Clutch and Defense
The Daily Norseman writes on "The Myth of Jared Allen's Fourth Quarter Sack Production." I'll go even further and suggest that to a certain degree, when a defensive player gets certain stats is meaningless. I'm one of those philistines that hasn't entirely given up the concept of "clutch." But for defensive players, most statistics are based on reaction. They can't entirely control whether they make a play at a given moment or not; they react to what the offense is doing. If the offense runs the ball and you're a defensive end, you can't get a sack on that play. If you're a cornerback, you can't get an interception if the team throws the ball to the opposite side of the field. Defensive players can still play "clutch" in the fourth quarter, just as they can "choke" in the fourth quarter. However, that can't be determined by compilation numbers, which are dictated in large part by what the offense does.

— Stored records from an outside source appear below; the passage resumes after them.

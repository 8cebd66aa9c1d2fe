//! Pseudo-inverse allocation of wrench commands onto effector thrust vectors.

use crate::{motor_matrix::EffectorModel, Error, Result};
use nalgebra::{DMatrix, DVector, RealField, Vector6, SVD};

/// Moore-Penrose pseudo-inverse of `m`.
///
/// Singular values at or below `rcond` times the largest singular value are treated as zero,
/// so a rank deficient `m` gets no contribution along its null space.
/// An empty or all zero `m` has an all zero pseudo-inverse.
pub fn pseudo_inverse<T: RealField + Copy>(m: &DMatrix<T>, rcond: T) -> Result<DMatrix<T>> {
    let scale = if m.is_empty() { T::zero() } else { m.amax() };
    if scale == T::zero() {
        return Ok(DMatrix::zeros(m.ncols(), m.nrows()));
    }

    // The SVD convergence test is partly absolute, so decompose at unit scale
    let svd = SVD::new(m.unscale(scale), true, true);
    let eps = svd.singular_values.max() * rcond;
    let inverse = svd.pseudo_inverse(eps).map_err(Error::PseudoInverse)?;
    Ok(inverse.unscale(scale))
}

/// Solve `m * x = w` in the least-squares sense for every column of `w` at once.
///
/// ```
/// use nalgebra::DMatrix;
/// use overactuated::allocation::solve;
///
/// let m = DMatrix::<f64>::from_row_slice(1, 2, &[1.0, 1.0]);
/// let w = DMatrix::<f64>::from_row_slice(1, 3, &[2.0, 4.0, -2.0]);
/// let x = solve(&m, &w, 1e-15).unwrap();
///
/// assert_eq!(x.shape(), (2, 3));
/// assert!((x[(0, 1)] - 2.0).abs() < 1e-12);
/// assert!((x[(1, 1)] - 2.0).abs() < 1e-12);
/// ```
pub fn solve<T: RealField + Copy>(m: &DMatrix<T>, w: &DMatrix<T>, rcond: T) -> Result<DMatrix<T>> {
    Error::check_rows(m.nrows(), w.nrows())?;
    Ok(pseudo_inverse(m, rcond)? * w)
}

/// Allocator for a fixed effector model.
///
/// The pseudo-inverse is computed once on construction and reused for every batch.
#[derive(Clone, Debug)]
pub struct Allocator<T: RealField> {
    inverse: DMatrix<T>,
}

impl<T: RealField + Copy> Allocator<T> {
    pub fn new(model: &EffectorModel<T>, rcond: T) -> Result<Self> {
        let inverse = pseudo_inverse(model.matrix(), rcond)?;
        log::debug!(
            "computed {}x{} allocation matrix",
            inverse.nrows(),
            inverse.ncols()
        );
        Ok(Self { inverse })
    }

    /// The `3E x 6` pseudo-inverse of the effector model.
    pub fn inverse(&self) -> &DMatrix<T> {
        &self.inverse
    }

    /// Solve a `6 x T` batch of wrench commands into a `3E x T` batch of thrust components.
    pub fn solve(&self, commands: &DMatrix<T>) -> Result<DMatrix<T>> {
        Error::check_rows(self.inverse.ncols(), commands.nrows())?;
        log::debug!("allocating {} wrench commands", commands.ncols());
        Ok(&self.inverse * commands)
    }

    /// Solve a single wrench command.
    pub fn solve_column(&self, wrench: &Vector6<T>) -> Result<DVector<T>> {
        Error::check_rows(self.inverse.ncols(), wrench.nrows())?;
        Ok(&self.inverse * wrench)
    }
}

#[cfg(test)]
mod tests {
    use super::{pseudo_inverse, solve, Allocator};
    use crate::{motor_matrix::EffectorModel, Error};
    use approx::assert_relative_eq;
    use nalgebra::{DMatrix, Vector6};

    #[test]
    fn shape_mismatch() {
        let model = EffectorModel::<f64>::reference();
        let w = DMatrix::zeros(5, 4);
        assert_eq!(
            solve(model.matrix(), &w, 1e-15).unwrap_err(),
            Error::ShapeMismatch {
                expected: 6,
                found: 5
            }
        );

        let allocator = Allocator::new(&model, 1e-15).unwrap();
        assert!(matches!(
            allocator.solve(&w),
            Err(Error::ShapeMismatch { .. })
        ));
    }

    #[test]
    fn reference_reconstruction() {
        let model = EffectorModel::<f64>::reference();
        let allocator = Allocator::new(&model, 1e-15).unwrap();
        let wrench = Vector6::new(0.1, 0.1, -0.9, 0.2, 0.3, 0.1);

        let x = allocator.solve_column(&wrench).unwrap();
        assert_eq!(x.nrows(), 12);

        let reconstructed = model.wrench(&x).unwrap();
        for axis in 0..6 {
            assert_relative_eq!(reconstructed[axis], wrench[axis], epsilon = 1e-9);
        }
    }

    #[test]
    fn batch_matches_single_column() {
        let model = EffectorModel::<f64>::reference();
        let allocator = Allocator::new(&model, 1e-15).unwrap();
        let wrench = Vector6::new(0.12, 0.08, -0.9, 0.2, 0.3, 0.1);
        let batch = DMatrix::from_fn(6, 2, |axis, step| wrench[axis] / (step + 1) as f64);

        let x = allocator.solve(&batch).unwrap();
        let single = allocator.solve_column(&wrench).unwrap();
        assert_eq!(x.shape(), (12, 2));
        for row in 0..12 {
            assert_relative_eq!(x[(row, 0)], single[row], epsilon = 1e-6, max_relative = 1e-10);
            assert_relative_eq!(
                x[(row, 1)],
                0.5 * single[row],
                epsilon = 1e-6,
                max_relative = 1e-10
            );
        }
    }

    #[test]
    fn rank_deficient_null_space() {
        // Second column duplicates the first; the minimum norm solution splits evenly.
        let m = DMatrix::from_row_slice(2, 2, &[1.0, 1.0, 1.0, 1.0]);
        let inverse = pseudo_inverse(&m, 1e-15).unwrap();
        for value in inverse.iter() {
            assert_relative_eq!(*value, 0.25, epsilon = 1e-12);
        }

        // Zero matrix has an all zero pseudo-inverse
        let zero = DMatrix::<f64>::zeros(6, 3);
        let inverse = pseudo_inverse(&zero, 1e-15).unwrap();
        assert_eq!(inverse.shape(), (3, 6));
        assert!(inverse.iter().all(|v| *v == 0.));
    }

    #[test]
    fn empty_model() {
        let m = DMatrix::<f64>::zeros(6, 0);
        let w = DMatrix::from_element(6, 3, 0.5);

        let x = solve(&m, &w, 1e-15).unwrap();
        assert_eq!(x.shape(), (0, 3));

        let inverse = pseudo_inverse(&DMatrix::<f64>::zeros(0, 0), 1e-15).unwrap();
        assert_eq!(inverse.shape(), (0, 0));
    }

    #[test]
    fn small_scale_model_is_exact() {
        // Reference entries are around 1e-6 to 1e-9
        let model = EffectorModel::<f64>::reference();
        let inverse = pseudo_inverse(model.matrix(), 1e-15).unwrap();
        let identity = model.matrix() * &inverse;

        assert_relative_eq!(identity, DMatrix::identity(6, 6), epsilon = 1e-12);
    }

    #[test]
    fn scale_invariant() {
        let model = EffectorModel::<f64>::reference();
        let inverse = pseudo_inverse(model.matrix(), 1e-15).unwrap();
        let scaled = pseudo_inverse(&(model.matrix() * 1e6), 1e-15).unwrap() * 1e6;

        assert_relative_eq!(inverse, scaled, epsilon = 1e-3, max_relative = 1e-9);
    }
}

The NBA season really, really matters
As the NBA season was winding down, I was following the battle for seeding in the Western Conference daily. At the time, I didn't even know how big a deal it actually was. Home teams are dominating the NBA playoffs. In three of the four second-round series, the top seed won the first two games at home (often convincingly), only to go lose the next two games on the road (often convincingly). Let us never again put for the pseudo-myth that the NBA doesn't matter until the playoffs. The NBA season determines playoff seeds, which determines home court advantage, which as a major impact on how playoff series play out.
Get arbitrarily offended at restaurants, get cheap food
Folks in Ohio are getting cheap pizza from Papa John's (Sports Illustrated). Could Subway make fun of Justin Morneau or something, then give us 33 cent footlong subs? Could Subway at least give me 33 cent subs to make up for my petty, insignificant grudge (a grudge that doesn't stop me from getting a couple of veggie subs each week, by the way)?
You all know this already, I'm sure...
But Fire Joe Morgan is a really fine site. I knew for a while they've been skewering bad sportswriting in just the fashion I like, but now that I follow baseball I'm really enjoying it.